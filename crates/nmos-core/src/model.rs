//! The resource model of spec.md §3.2: seven polymorphic entities sharing
//! a common envelope.
//!
//! Design note from spec.md §9 followed literally: "Tagged variants (one
//! per resource type with a shared envelope) are preferred over open maps
//! for internal indexing — convert at the HTTP boundary." `ResourceData`
//! is that tagged variant; an `extra` JSON bag on each variant carries
//! whatever additional wire fields a schema version defines that this
//! core doesn't need to reason about structurally (geometry, colorimetry,
//! capability constraint-sets, …) — exactly the boundary the design note
//! draws.

use std::collections::BTreeMap;
use std::fmt;

use serde::{Deserialize, Serialize};
use serde_json::Value as Json;

use crate::error::{NmosError, Result};
use crate::ids::ResourceId;
use crate::time::Version;

/// Major/minor API version pair, e.g. `v1.3`.
#[derive(Clone, Copy, Debug, PartialEq, Eq, PartialOrd, Ord, Hash, Serialize, Deserialize)]
pub struct ApiVersion {
    pub major: u32,
    pub minor: u32,
}

impl ApiVersion {
    pub const fn new(major: u32, minor: u32) -> Self {
        Self { major, minor }
    }
}

impl fmt::Display for ApiVersion {
    fn fmt(&self, f: &mut fmt::Formatter<'_>) -> fmt::Result {
        write!(f, "v{}.{}", self.major, self.minor)
    }
}

/// Media format declared by a Source/Flow, per spec.md §3.2.
#[derive(Clone, Copy, Debug, PartialEq, Eq, Serialize, Deserialize)]
#[serde(rename_all = "lowercase")]
pub enum Format {
    Video,
    Audio,
    Data,
    Mux,
    Event,
}

impl fmt::Display for Format {
    fn fmt(&self, f: &mut fmt::Formatter<'_>) -> fmt::Result {
        let s = match self {
            Format::Video => "video",
            Format::Audio => "audio",
            Format::Data => "data",
            Format::Mux => "mux",
            Format::Event => "event",
        };
        f.write_str(s)
    }
}

/// Discriminant for [`ResourceData`], used wherever only the *kind* of
/// resource matters (indices, cascade ordering, route dispatch).
#[derive(Clone, Copy, Debug, PartialEq, Eq, PartialOrd, Ord, Hash, Serialize, Deserialize)]
#[serde(rename_all = "snake_case")]
pub enum ResourceType {
    Node,
    Device,
    Source,
    Flow,
    Sender,
    Receiver,
    Subscription,
}

impl ResourceType {
    /// Plural path segment, as used in Node/Registration/Query API URLs
    /// (`/nodes`, `/devices`, …).
    pub fn plural(self) -> &'static str {
        match self {
            ResourceType::Node => "nodes",
            ResourceType::Device => "devices",
            ResourceType::Source => "sources",
            ResourceType::Flow => "flows",
            ResourceType::Sender => "senders",
            ResourceType::Receiver => "receivers",
            ResourceType::Subscription => "subscriptions",
        }
    }

    /// Cascade-delete rank: parents always precede children. Used to sort
    /// a batch of deletions so cascades always walk Node → Device →
    /// {Source → Flow → Sender, Receiver}, per spec.md §4.1.
    pub fn cascade_rank(self) -> u8 {
        match self {
            ResourceType::Node => 0,
            ResourceType::Device => 1,
            ResourceType::Source => 2,
            ResourceType::Flow => 3,
            ResourceType::Sender => 4,
            ResourceType::Receiver => 4,
            ResourceType::Subscription => 255,
        }
    }
}

/// A `{receiver_id?, active}` or `{sender_id?, active}` subscription block
/// carried by a Sender/Receiver resource (distinct from the Registry-level
/// [`SubscriptionData`], which is a query subscription, not a media one).
#[derive(Clone, Debug, Default, PartialEq, Serialize, Deserialize)]
pub struct EndpointSubscription {
    pub peer_id: Option<ResourceId>,
    pub active: bool,
}

#[derive(Clone, Debug, PartialEq, Serialize, Deserialize)]
pub struct NodeData {
    pub hostname: Option<String>,
    pub api_versions: Vec<ApiVersion>,
    pub href: String,
    #[serde(default)]
    pub services: Vec<Json>,
    #[serde(default)]
    pub extra: Json,
}

#[derive(Clone, Debug, PartialEq, Serialize, Deserialize)]
pub struct DeviceData {
    pub node_id: ResourceId,
    pub device_type: String,
    #[serde(default)]
    pub senders: Vec<ResourceId>,
    #[serde(default)]
    pub receivers: Vec<ResourceId>,
    #[serde(default)]
    pub extra: Json,
}

#[derive(Clone, Debug, PartialEq, Serialize, Deserialize)]
pub struct SourceData {
    pub device_id: ResourceId,
    pub format: Format,
    #[serde(default)]
    pub extra: Json,
}

#[derive(Clone, Debug, PartialEq, Serialize, Deserialize)]
pub struct FlowData {
    pub source_id: ResourceId,
    pub device_id: ResourceId,
    pub format: Format,
    #[serde(default)]
    pub extra: Json,
}

#[derive(Clone, Debug, PartialEq, Serialize, Deserialize)]
pub struct SenderData {
    pub flow_id: ResourceId,
    pub device_id: ResourceId,
    pub transport: String,
    #[serde(default)]
    pub subscription: EndpointSubscription,
    #[serde(default)]
    pub extra: Json,
}

#[derive(Clone, Debug, PartialEq, Serialize, Deserialize)]
pub struct ReceiverData {
    pub device_id: ResourceId,
    pub format: Format,
    pub transport: String,
    #[serde(default)]
    pub subscription: EndpointSubscription,
    #[serde(default)]
    pub extra: Json,
}

#[derive(Clone, Debug, PartialEq, Serialize, Deserialize)]
pub struct SubscriptionData {
    pub resource_path: String,
    #[serde(default)]
    pub params: BTreeMap<String, String>,
    pub persist: bool,
    pub max_update_rate_ms: u64,
    pub authorization: bool,
    pub ws_href: Option<String>,
}

#[derive(Clone, Debug, PartialEq, Serialize, Deserialize)]
#[serde(tag = "type", rename_all = "snake_case")]
pub enum ResourceData {
    Node(NodeData),
    Device(DeviceData),
    Source(SourceData),
    Flow(FlowData),
    Sender(SenderData),
    Receiver(ReceiverData),
    Subscription(SubscriptionData),
}

impl ResourceData {
    pub fn resource_type(&self) -> ResourceType {
        match self {
            ResourceData::Node(_) => ResourceType::Node,
            ResourceData::Device(_) => ResourceType::Device,
            ResourceData::Source(_) => ResourceType::Source,
            ResourceData::Flow(_) => ResourceType::Flow,
            ResourceData::Sender(_) => ResourceType::Sender,
            ResourceData::Receiver(_) => ResourceType::Receiver,
            ResourceData::Subscription(_) => ResourceType::Subscription,
        }
    }

    /// The immediate parent this resource must reference, if any.
    /// Flow/Sender have two parents in principle (see [`Self::parents`]);
    /// this returns the "owning" one used for cascade delete.
    pub fn owning_parent(&self) -> Option<ResourceId> {
        match self {
            ResourceData::Node(_) => None,
            ResourceData::Device(d) => Some(d.node_id),
            ResourceData::Source(s) => Some(s.device_id),
            ResourceData::Flow(f) => Some(f.device_id),
            ResourceData::Sender(s) => Some(s.device_id),
            ResourceData::Receiver(r) => Some(r.device_id),
            ResourceData::Subscription(_) => None,
        }
    }

    /// All resources this one must reference for referential integrity,
    /// per spec.md §3.2's "Parent reference" column (Flow references both
    /// its Source and Device; Sender references both its Flow and Device).
    pub fn parents(&self) -> Vec<ResourceId> {
        match self {
            ResourceData::Node(_) => vec![],
            ResourceData::Device(d) => vec![d.node_id],
            ResourceData::Source(s) => vec![s.device_id],
            ResourceData::Flow(f) => vec![f.source_id, f.device_id],
            ResourceData::Sender(s) => vec![s.flow_id, s.device_id],
            ResourceData::Receiver(r) => vec![r.device_id],
            ResourceData::Subscription(_) => vec![],
        }
    }
}

/// Monotonic wall-time seconds of a resource's last heartbeat, per
/// spec.md §3.3. `NeverExpire` is used for locally-owned self-resources
/// on a Node — the Node trusts its own application, not a remote
/// heartbeat, to know when a resource is gone.
#[derive(Clone, Copy, Debug, PartialEq, Eq)]
pub enum Health {
    NeverExpire,
    LastHeartbeat(u64),
}

impl Health {
    pub fn is_expired(self, now_seconds: u64, expiry_interval_seconds: u64) -> bool {
        match self {
            Health::NeverExpire => false,
            Health::LastHeartbeat(last) => {
                now_seconds.saturating_sub(last) > expiry_interval_seconds
            }
        }
    }
}

/// A resource: the shared envelope plus its type-specific data, per
/// spec.md §3.2/§3.4.
#[derive(Clone, Debug, PartialEq)]
pub struct Resource {
    pub id: ResourceId,
    /// Version assigned when this resource was first inserted. Distinct
    /// from `version` (bumped on every mutation) — the store's
    /// creation-ordered index (spec.md §3.5) sorts on this field so that
    /// an update never reshuffles a client's pagination cursor.
    pub created: Version,
    pub version: Version,
    pub label: String,
    pub description: String,
    pub tags: BTreeMap<String, Vec<String>>,
    pub data: ResourceData,
    pub health: Health,
}

impl Resource {
    /// A freshly-created resource: `created` and `version` start equal.
    pub fn new(id: ResourceId, version: Version, data: ResourceData, health: Health) -> Self {
        Self {
            id,
            created: version,
            version,
            label: String::new(),
            description: String::new(),
            tags: BTreeMap::new(),
            data,
            health,
        }
    }

    pub fn resource_type(&self) -> ResourceType {
        self.data.resource_type()
    }

    /// The owning Node's id, used by the Registry's `{parent-id}` index
    /// and by garbage-collection cascades. `None` only for a Node itself
    /// (whose own id *is* the node id) or a Subscription (not part of the
    /// resource tree).
    pub fn node_id(&self, lookup_device_node: impl Fn(ResourceId) -> Option<ResourceId>) -> Option<ResourceId> {
        match &self.data {
            ResourceData::Node(_) => Some(self.id),
            ResourceData::Device(d) => Some(d.node_id),
            ResourceData::Source(s) => lookup_device_node(s.device_id),
            ResourceData::Flow(f) => Some(f.device_id).and_then(&lookup_device_node),
            ResourceData::Sender(s) => lookup_device_node(s.device_id),
            ResourceData::Receiver(r) => lookup_device_node(r.device_id),
            ResourceData::Subscription(_) => None,
        }
    }

    /// Validate the envelope invariants the store enforces directly
    /// (spec.md §4.1): `id` is a UUID (guaranteed by the type), `version`
    /// monotone (checked by the caller against the previous stored
    /// version), `type` recognised (guaranteed by `ResourceData` being a
    /// closed enum). This function exists for the one remaining runtime
    /// check: a resource must not reference itself as its own parent.
    pub fn validate_envelope(&self) -> Result<()> {
        if self.data.parents().contains(&self.id) {
            return Err(NmosError::validation(format!(
                "resource {} cannot reference itself as its own parent",
                self.id
            )));
        }
        Ok(())
    }

    /// Parse a Registration/Node API wire body, `{"type": "<type>",
    /// "data": {...envelope and type-specific fields flattened
    /// together...}}`, into a [`Resource`]. Shared by `nmos-registry`
    /// (incoming POSTs) and `nmos-node` (building its own self/sub-
    /// resource envelopes) so the wire shape is defined exactly once.
    /// `version` in the wire body, if present, is ignored — callers
    /// supply the version the resource should actually carry (the
    /// store's own clock, or a value already agreed with a peer).
    pub fn from_wire(body: Json, version: Version) -> Result<Self> {
        let resource_type = body
            .get("type")
            .and_then(Json::as_str)
            .ok_or_else(|| NmosError::validation("missing \"type\""))?
            .to_string();
        let mut data = body
            .get("data")
            .cloned()
            .ok_or_else(|| NmosError::validation("missing \"data\""))?;
        let object = data
            .as_object_mut()
            .ok_or_else(|| NmosError::validation("\"data\" must be an object"))?;
        object.insert("type".to_string(), Json::String(resource_type));

        let id: ResourceId = object
            .get("id")
            .and_then(Json::as_str)
            .ok_or_else(|| NmosError::validation("missing \"data.id\""))?
            .parse()
            .map_err(|_| NmosError::validation("\"data.id\" is not a UUID"))?;
        let label = object.get("label").and_then(Json::as_str).unwrap_or("").to_string();
        let description = object
            .get("description")
            .and_then(Json::as_str)
            .unwrap_or("")
            .to_string();
        let tags: BTreeMap<String, Vec<String>> = object
            .get("tags")
            .cloned()
            .map(serde_json::from_value)
            .transpose()
            .map_err(|e| NmosError::validation(e.to_string()))?
            .unwrap_or_default();

        let resource_data: ResourceData =
            serde_json::from_value(data).map_err(|e| NmosError::validation(e.to_string()))?;

        let mut resource = Resource::new(id, version, resource_data, Health::NeverExpire);
        resource.label = label;
        resource.description = description;
        resource.tags = tags;
        Ok(resource)
    }

    /// Inverse of [`Self::from_wire`].
    pub fn to_wire(&self) -> Json {
        let mut data = serde_json::to_value(&self.data).unwrap_or(Json::Null);
        if let Some(object) = data.as_object_mut() {
            object.remove("type");
            object.insert("id".to_string(), Json::String(self.id.to_string()));
            object.insert("version".to_string(), Json::String(self.version.to_wire()));
            object.insert("label".to_string(), Json::String(self.label.clone()));
            object.insert(
                "description".to_string(),
                Json::String(self.description.clone()),
            );
            object.insert("tags".to_string(), serde_json::to_value(&self.tags).unwrap_or(Json::Null));
        }
        serde_json::json!({
            "type": self.resource_type().plural().trim_end_matches('s'),
            "data": data,
        })
    }
}
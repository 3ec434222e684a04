//! The Node API surface of spec.md §6.2: `GET self`, `GET devices`,
//! `GET sources`, `GET flows`, `GET senders`, `GET receivers`, and the
//! `PUT receivers/{id}/target` subscribe/unsubscribe shorthand. Mirrors
//! `nmos-registry::http`'s small-surface approach — this is not a full
//! IS-04/IS-05 path/schema rendition, just enough routing to exercise
//! `NodeModel` end to end.

use std::sync::Arc;

use axum::extract::{Path, State};
use axum::http::StatusCode;
use axum::response::{IntoResponse, Response};
use axum::routing::{get, put};
use axum::{Json, Router};
use serde::Deserialize;
use serde_json::Value as JsonValue;

use nmos_core::{NmosError, ResourceData, ResourceId, ResourceType};

use crate::model::NodeModel;

pub struct ApiError(NmosError);

impl From<NmosError> for ApiError {
    fn from(err: NmosError) -> Self {
        Self(err)
    }
}

impl IntoResponse for ApiError {
    fn into_response(self) -> Response {
        let status =
            StatusCode::from_u16(self.0.category().http_status()).unwrap_or(StatusCode::INTERNAL_SERVER_ERROR);
        let body = serde_json::json!({
            "code": status.as_u16(),
            "error": self.0.code(),
            "debug": self.0.message(),
        });
        (status, Json(body)).into_response()
    }
}

pub fn router(model: Arc<NodeModel>) -> Router {
    Router::new()
        .route("/self", get(get_self))
        .route("/devices", get(list_devices))
        .route("/sources", get(list_sources))
        .route("/flows", get(list_flows))
        .route("/senders", get(list_senders))
        .route("/receivers", get(list_receivers))
        .route("/receivers/:id/target", put(set_receiver_target))
        .with_state(model)
}

async fn get_self(State(model): State<Arc<NodeModel>>) -> Result<Json<JsonValue>, ApiError> {
    let resource = model
        .store
        .find(model.self_id)
        .ok_or_else(|| NmosError::not_found("Node has no self resource yet"))?;
    Ok(Json(resource.to_wire()))
}

fn list(model: &NodeModel, resource_type: ResourceType) -> Json<Vec<JsonValue>> {
    Json(
        model
            .store
            .scan_type(resource_type)
            .iter()
            .map(|r| r.to_wire())
            .collect(),
    )
}

async fn list_devices(State(model): State<Arc<NodeModel>>) -> Json<Vec<JsonValue>> {
    list(&model, ResourceType::Device)
}

async fn list_sources(State(model): State<Arc<NodeModel>>) -> Json<Vec<JsonValue>> {
    list(&model, ResourceType::Source)
}

async fn list_flows(State(model): State<Arc<NodeModel>>) -> Json<Vec<JsonValue>> {
    list(&model, ResourceType::Flow)
}

async fn list_senders(State(model): State<Arc<NodeModel>>) -> Json<Vec<JsonValue>> {
    list(&model, ResourceType::Sender)
}

async fn list_receivers(State(model): State<Arc<NodeModel>>) -> Json<Vec<JsonValue>> {
    list(&model, ResourceType::Receiver)
}

#[derive(Deserialize)]
pub struct TargetRequest {
    /// `None` unsubscribes.
    pub sender_id: Option<ResourceId>,
}

/// `PUT receivers/{id}/target`: the Node API's subscribe/unsubscribe
/// shorthand (spec.md §6.2). This sets the Receiver's own subscription
/// state directly — full IS-05 staged/active negotiation belongs to the
/// Connection API, not this shorthand.
async fn set_receiver_target(
    State(model): State<Arc<NodeModel>>,
    Path(id): Path<String>,
    Json(request): Json<TargetRequest>,
) -> Result<StatusCode, ApiError> {
    let id: ResourceId = id.parse().map_err(|_| NmosError::validation("invalid id"))?;
    model.store.modify(id, move |resource| {
        let ResourceData::Receiver(data) = &mut resource.data else {
            return Err(NmosError::validation(format!("{id} is not a Receiver")));
        };
        data.subscription.peer_id = request.sender_id;
        data.subscription.active = request.sender_id.is_some();
        Ok(())
    })?;
    Ok(StatusCode::OK)
}
//! `RegistryModel`: the Registry-side wiring of spec.md §2's Resource
//! Store, Garbage Collector, Query Engine and Subscription machinery
//! into one owned object, per spec.md §9's "a per-server `Model` struct
//! owns resources, settings, shutdown channel and condition variable; no
//! process-wide singletons."

use std::sync::Arc;

use axum::http::StatusCode;
use serde_json::Value as Json;

use nmos_core::{
    Health, Resource, ResourceData, ResourceStore, Result, SettingsHandle, SubscriptionData,
    TaiTimestamp,
};

use crate::subscription::SubscriptionRequest;

pub struct RegistryModel {
    pub store: ResourceStore,
    pub settings: SettingsHandle,
}

impl RegistryModel {
    pub fn new(settings: SettingsHandle) -> Arc<Self> {
        let permissive = settings.load().permissive_referential_integrity;
        Arc::new(Self {
            store: ResourceStore::new(permissive),
            settings,
        })
    }

    /// Parse a Registration API POST body into a [`Resource`], stamped
    /// with a fresh version from this store's clock (the wire body's own
    /// `version`, if any, is ignored — spec.md §4.1's versioning
    /// contract is store-assigned, not client-assigned).
    pub fn resource_from_wire(&self, body: Json) -> Result<Resource> {
        let mut resource = Resource::from_wire(body, self.store.tick_version())?;
        resource.health = Health::LastHeartbeat(TaiTimestamp::now().seconds);
        Ok(resource)
    }

    /// Inverse of [`Self::resource_from_wire`], for responses.
    pub fn resource_to_wire(&self, resource: &Resource) -> Json {
        resource.to_wire()
    }

    /// spec.md §6.2: "POST resource (returns 200/201)". Registries
    /// accept re-POSTing an existing id as an update (200); a genuinely
    /// new id is created (201).
    pub fn register(&self, resource: Resource) -> Result<(StatusCode, Resource)> {
        if self.store.find(resource.id).is_some() {
            let updated = self.store.modify(resource.id, move |r| {
                r.label = resource.label.clone();
                r.description = resource.description.clone();
                r.tags = resource.tags.clone();
                r.data = resource.data.clone();
                r.health = Health::LastHeartbeat(TaiTimestamp::now().seconds);
                Ok(())
            })?;
            Ok((StatusCode::OK, updated))
        } else {
            let mut resource = resource;
            resource.health = Health::LastHeartbeat(TaiTimestamp::now().seconds);
            let inserted = self.store.insert(resource)?;
            Ok((StatusCode::CREATED, inserted))
        }
    }

    /// spec.md §4.5: create (or, for a non-persistent duplicate, return
    /// the existing) subscription resource.
    pub fn create_subscription(&self, request: SubscriptionRequest) -> Result<(StatusCode, Resource)> {
        let id = request.resolve_id();
        if let Some(existing) = self.store.find(id) {
            return Ok((StatusCode::OK, existing));
        }
        let ws_href = format!("ws://localhost/x-nmos/query/v1.3/subscriptions/{id}");
        let data = ResourceData::Subscription(SubscriptionData {
            resource_path: request.resource_path,
            params: request.params,
            persist: request.persist,
            max_update_rate_ms: request.max_update_rate_ms,
            authorization: request.authorization,
            ws_href: Some(ws_href),
        });
        let resource = Resource::new(id, self.store.tick_version(), data, Health::NeverExpire);
        let inserted = self.store.insert(resource)?;
        Ok((StatusCode::CREATED, inserted))
    }
}

#[cfg(test)]
mod tests {
    use super::*;
    use nmos_core::{ResourceId, Settings};
    use serde_json::json;

    #[test]
    fn round_trips_a_node_through_the_wire_format() {
        let model = RegistryModel::new(SettingsHandle::new(Settings::default()));
        let id = ResourceId::random();
        let body = json!({
            "type": "node",
            "data": {
                "id": id.to_string(),
                "version": "0:0",
                "label": "my-node",
                "description": "",
                "tags": {},
                "hostname": null,
                "api_versions": [],
                "href": "http://localhost",
                "services": [],
            }
        });
        let resource = model.resource_from_wire(body).unwrap();
        assert_eq!(resource.id, id);
        assert_eq!(resource.label, "my-node");

        let (status, stored) = model.register(resource).unwrap();
        assert_eq!(status, StatusCode::CREATED);
        let wire = model.resource_to_wire(&stored);
        assert_eq!(wire["type"], json!("node"));
        assert_eq!(wire["data"]["label"], json!("my-node"));
    }

    #[test]
    fn re_posting_the_same_id_updates_rather_than_conflicts() {
        let model = RegistryModel::new(SettingsHandle::new(Settings::default()));
        let id = ResourceId::random();
        let make_body = |label: &str| {
            json!({
                "type": "node",
                "data": {
                    "id": id.to_string(),
                    "version": "0:0",
                    "label": label,
                    "description": "",
                    "tags": {},
                    "hostname": null,
                    "api_versions": [],
                    "href": "http://localhost",
                    "services": [],
                }
            })
        };
        let first = model.resource_from_wire(make_body("a")).unwrap();
        let (status, _) = model.register(first).unwrap();
        assert_eq!(status, StatusCode::CREATED);

        let second = model.resource_from_wire(make_body("b")).unwrap();
        let (status, updated) = model.register(second).unwrap();
        assert_eq!(status, StatusCode::OK);
        assert_eq!(updated.label, "b");
    }
}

WHAT THE EXERCISE ASKS: Number of lines above that include "specific": state it and nothing else.

EXERCISE RESPONSE: 2